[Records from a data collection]
*** Begin section ***

//! Persistence backends
//!
//! A [`Table`] is the row store behind a repository: look up by id, full
//! scan, upsert, delete. Two implementations ship with the crate: a JSON
//! file per table for real use and an in-memory map for tests and
//! `Storage::in_memory`.

use std::collections::BTreeMap;
use std::path::PathBuf;
use std::sync::atomic::{AtomicUsize, Ordering};
use std::sync::{Mutex, RwLock};

use serde::{Deserialize, Serialize};
use uuid::Uuid;

use crate::error::{WalletError, WalletResult};

use super::file_io::{load_table_file, store_table_file};
use super::records::Record;

/// Row store for one record type
pub trait Table<R: Record>: Send + Sync {
    /// Every row, including soft-deleted ones
    fn find_all(&self) -> WalletResult<Vec<R>>;

    fn find_by_id(&self, id: Uuid) -> WalletResult<Option<R>>;

    /// Insert or replace by id
    fn save(&self, record: R) -> WalletResult<()>;

    fn save_many(&self, records: Vec<R>) -> WalletResult<()>;

    fn delete_by_id(&self, id: Uuid) -> WalletResult<()>;

    fn delete_all(&self) -> WalletResult<()>;
}

#[derive(Serialize, Deserialize)]
#[serde(bound = "R: Record")]
struct TableData<R> {
    records: Vec<R>,
}

impl<R> Default for TableData<R> {
    fn default() -> Self {
        Self {
            records: Vec::new(),
        }
    }
}

/// A table stored as one JSON file, rewritten atomically on each change
pub struct JsonTable<R> {
    path: PathBuf,
    // Serializes read-modify-write cycles within this process
    lock: Mutex<()>,
    _marker: std::marker::PhantomData<fn() -> R>,
}

impl<R: Record> JsonTable<R> {
    pub fn new(path: PathBuf) -> Self {
        Self {
            path,
            lock: Mutex::new(()),
            _marker: std::marker::PhantomData,
        }
    }

    pub fn path(&self) -> &PathBuf {
        &self.path
    }

    fn modify<F>(&self, f: F) -> WalletResult<()>
    where
        F: FnOnce(&mut Vec<R>),
    {
        let _guard = self
            .lock
            .lock()
            .map_err(|e| WalletError::Storage(format!("Failed to acquire table lock: {}", e)))?;

        let mut data: TableData<R> = load_table_file(&self.path)?;
        f(&mut data.records);
        store_table_file(&self.path, &data)
    }

    fn read(&self) -> WalletResult<Vec<R>> {
        let _guard = self
            .lock
            .lock()
            .map_err(|e| WalletError::Storage(format!("Failed to acquire table lock: {}", e)))?;

        let data: TableData<R> = load_table_file(&self.path)?;
        Ok(data.records)
    }
}

fn upsert<R: Record>(records: &mut Vec<R>, record: R) {
    match records.iter_mut().find(|r| r.id() == record.id()) {
        Some(existing) => *existing = record,
        None => records.push(record),
    }
}

impl<R: Record> Table<R> for JsonTable<R> {
    fn find_all(&self) -> WalletResult<Vec<R>> {
        self.read()
    }

    fn find_by_id(&self, id: Uuid) -> WalletResult<Option<R>> {
        Ok(self.read()?.into_iter().find(|r| r.id() == id))
    }

    fn save(&self, record: R) -> WalletResult<()> {
        self.modify(|records| upsert(records, record))
    }

    fn save_many(&self, new_records: Vec<R>) -> WalletResult<()> {
        if new_records.is_empty() {
            return Ok(());
        }
        self.modify(|records| {
            for record in new_records {
                upsert(records, record);
            }
        })
    }

    fn delete_by_id(&self, id: Uuid) -> WalletResult<()> {
        self.modify(|records| records.retain(|r| r.id() != id))
    }

    fn delete_all(&self) -> WalletResult<()> {
        self.modify(|records| records.clear())
    }
}

/// A table held in process memory
///
/// Counts backend reads so callers can tell a cache hit from a table hit.
pub struct MemoryTable<R> {
    rows: RwLock<BTreeMap<Uuid, R>>,
    reads: AtomicUsize,
    writes: AtomicUsize,
}

impl<R: Record> MemoryTable<R> {
    pub fn new() -> Self {
        Self {
            rows: RwLock::new(BTreeMap::new()),
            reads: AtomicUsize::new(0),
            writes: AtomicUsize::new(0),
        }
    }

    /// Seed rows without counting a write
    pub fn with_records(records: impl IntoIterator<Item = R>) -> Self {
        let table = Self::new();
        if let Ok(mut rows) = table.rows.write() {
            rows.extend(records.into_iter().map(|r| (r.id(), r)));
        }
        table
    }

    /// Number of `find_all` and `find_by_id` calls served so far
    pub fn reads(&self) -> usize {
        self.reads.load(Ordering::SeqCst)
    }

    pub fn writes(&self) -> usize {
        self.writes.load(Ordering::SeqCst)
    }

    fn read_rows(&self) -> WalletResult<std::sync::RwLockReadGuard<'_, BTreeMap<Uuid, R>>> {
        self.reads.fetch_add(1, Ordering::SeqCst);
        self.rows
            .read()
            .map_err(|e| WalletError::Storage(format!("Failed to acquire read lock: {}", e)))
    }

    fn write_rows(&self) -> WalletResult<std::sync::RwLockWriteGuard<'_, BTreeMap<Uuid, R>>> {
        self.writes.fetch_add(1, Ordering::SeqCst);
        self.rows
            .write()
            .map_err(|e| WalletError::Storage(format!("Failed to acquire write lock: {}", e)))
    }
}

impl<R: Record> Default for MemoryTable<R> {
    fn default() -> Self {
        Self::new()
    }
}

impl<R: Record> Table<R> for MemoryTable<R> {
    fn find_all(&self) -> WalletResult<Vec<R>> {
        Ok(self.read_rows()?.values().cloned().collect())
    }

    fn find_by_id(&self, id: Uuid) -> WalletResult<Option<R>> {
        Ok(self.read_rows()?.get(&id).cloned())
    }

    fn save(&self, record: R) -> WalletResult<()> {
        self.write_rows()?.insert(record.id(), record);
        Ok(())
    }

    fn save_many(&self, records: Vec<R>) -> WalletResult<()> {
        let mut rows = self.write_rows()?;
        for record in records {
            rows.insert(record.id(), record);
        }
        Ok(())
    }

    fn delete_by_id(&self, id: Uuid) -> WalletResult<()> {
        self.write_rows()?.remove(&id);
        Ok(())
    }

    fn delete_all(&self) -> WalletResult<()> {
        self.write_rows()?.clear();
        Ok(())
    }
}

/// Lets a test keep a handle on a table it also hands to a repository
impl<R: Record, T: Table<R>> Table<R> for std::sync::Arc<T> {
    fn find_all(&self) -> WalletResult<Vec<R>> {
        (**self).find_all()
    }

    fn find_by_id(&self, id: Uuid) -> WalletResult<Option<R>> {
        (**self).find_by_id(id)
    }

    fn save(&self, record: R) -> WalletResult<()> {
        (**self).save(record)
    }

    fn save_many(&self, records: Vec<R>) -> WalletResult<()> {
        (**self).save_many(records)
    }

    fn delete_by_id(&self, id: Uuid) -> WalletResult<()> {
        (**self).delete_by_id(id)
    }

    fn delete_all(&self) -> WalletResult<()> {
        (**self).delete_all()
    }
}

#[cfg(test)]
mod tests {
    use super::*;
    use crate::storage::records::CategoryRecord;
    use tempfile::TempDir;

    fn record(name: &str) -> CategoryRecord {
        CategoryRecord {
            id: Uuid::new_v4(),
            name: name.to_string(),
            color: 0,
            icon: None,
            order_num: 0.0,
            is_deleted: false,
            last_updated: None,
        }
    }

    #[test]
    fn test_json_table_missing_file_is_empty() {
        let temp_dir = TempDir::new().unwrap();
        let table: JsonTable<CategoryRecord> =
            JsonTable::new(temp_dir.path().join("categories.json"));
        assert!(table.find_all().unwrap().is_empty());
    }

    #[test]
    fn test_json_table_upsert_and_delete() {
        let temp_dir = TempDir::new().unwrap();
        let table = JsonTable::new(temp_dir.path().join("categories.json"));

        let mut food = record("Food");
        let rent = record("Rent");
        table.save_many(vec![food.clone(), rent.clone()]).unwrap();

        food.name = "Groceries".to_string();
        table.save(food.clone()).unwrap();

        let all = table.find_all().unwrap();
        assert_eq!(all.len(), 2);
        assert_eq!(table.find_by_id(food.id).unwrap().unwrap().name, "Groceries");

        table.delete_by_id(rent.id).unwrap();
        assert!(table.find_by_id(rent.id).unwrap().is_none());

        table.delete_all().unwrap();
        assert!(table.find_all().unwrap().is_empty());
    }

    #[test]
    fn test_json_table_survives_reopen() {
        let temp_dir = TempDir::new().unwrap();
        let path = temp_dir.path().join("categories.json");
        let food = record("Food");

        JsonTable::new(path.clone()).save(food.clone()).unwrap();

        let reopened: JsonTable<CategoryRecord> = JsonTable::new(path);
        assert_eq!(reopened.find_by_id(food.id).unwrap(), Some(food));
    }

    #[test]
    fn test_memory_table_counts_reads_and_writes() {
        let table = MemoryTable::with_records(vec![record("Food")]);
        assert_eq!(table.reads(), 0);

        table.find_all().unwrap();
        table.find_by_id(Uuid::new_v4()).unwrap();
        table.save(record("Rent")).unwrap();

        assert_eq!(table.reads(), 2);
        assert_eq!(table.writes(), 1);
    }
}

*** End section ***

● **Exercise directions**: Write out exactly the lines above between the line with "table.delete_by_id(rent.id).unwrap();" and the line with "assert_eq!(table.reads(), 2);", inclusive, and nothing beyond them.

● **Reply**:
        table.delete_by_id(rent.id).unwrap();
        assert!(table.find_by_id(rent.id).unwrap().is_none());

        table.delete_all().unwrap();
        assert!(table.find_all().unwrap().is_empty());
    }

    #[test]
    fn test_json_table_survives_reopen() {
        let temp_dir = TempDir::new().unwrap();
        let path = temp_dir.path().join("categories.json");
        let food = record("Food");

        JsonTable::new(path.clone()).save(food.clone()).unwrap();

        let reopened: JsonTable<CategoryRecord> = JsonTable::new(path);
        assert_eq!(reopened.find_by_id(food.id).unwrap(), Some(food));
    }

    #[test]
    fn test_memory_table_counts_reads_and_writes() {
        let table = MemoryTable::with_records(vec![record("Food")]);
        assert_eq!(table.reads(), 0);

        table.find_all().unwrap();
        table.find_by_id(Uuid::new_v4()).unwrap();
        table.save(record("Rent")).unwrap();

        assert_eq!(table.reads(), 2);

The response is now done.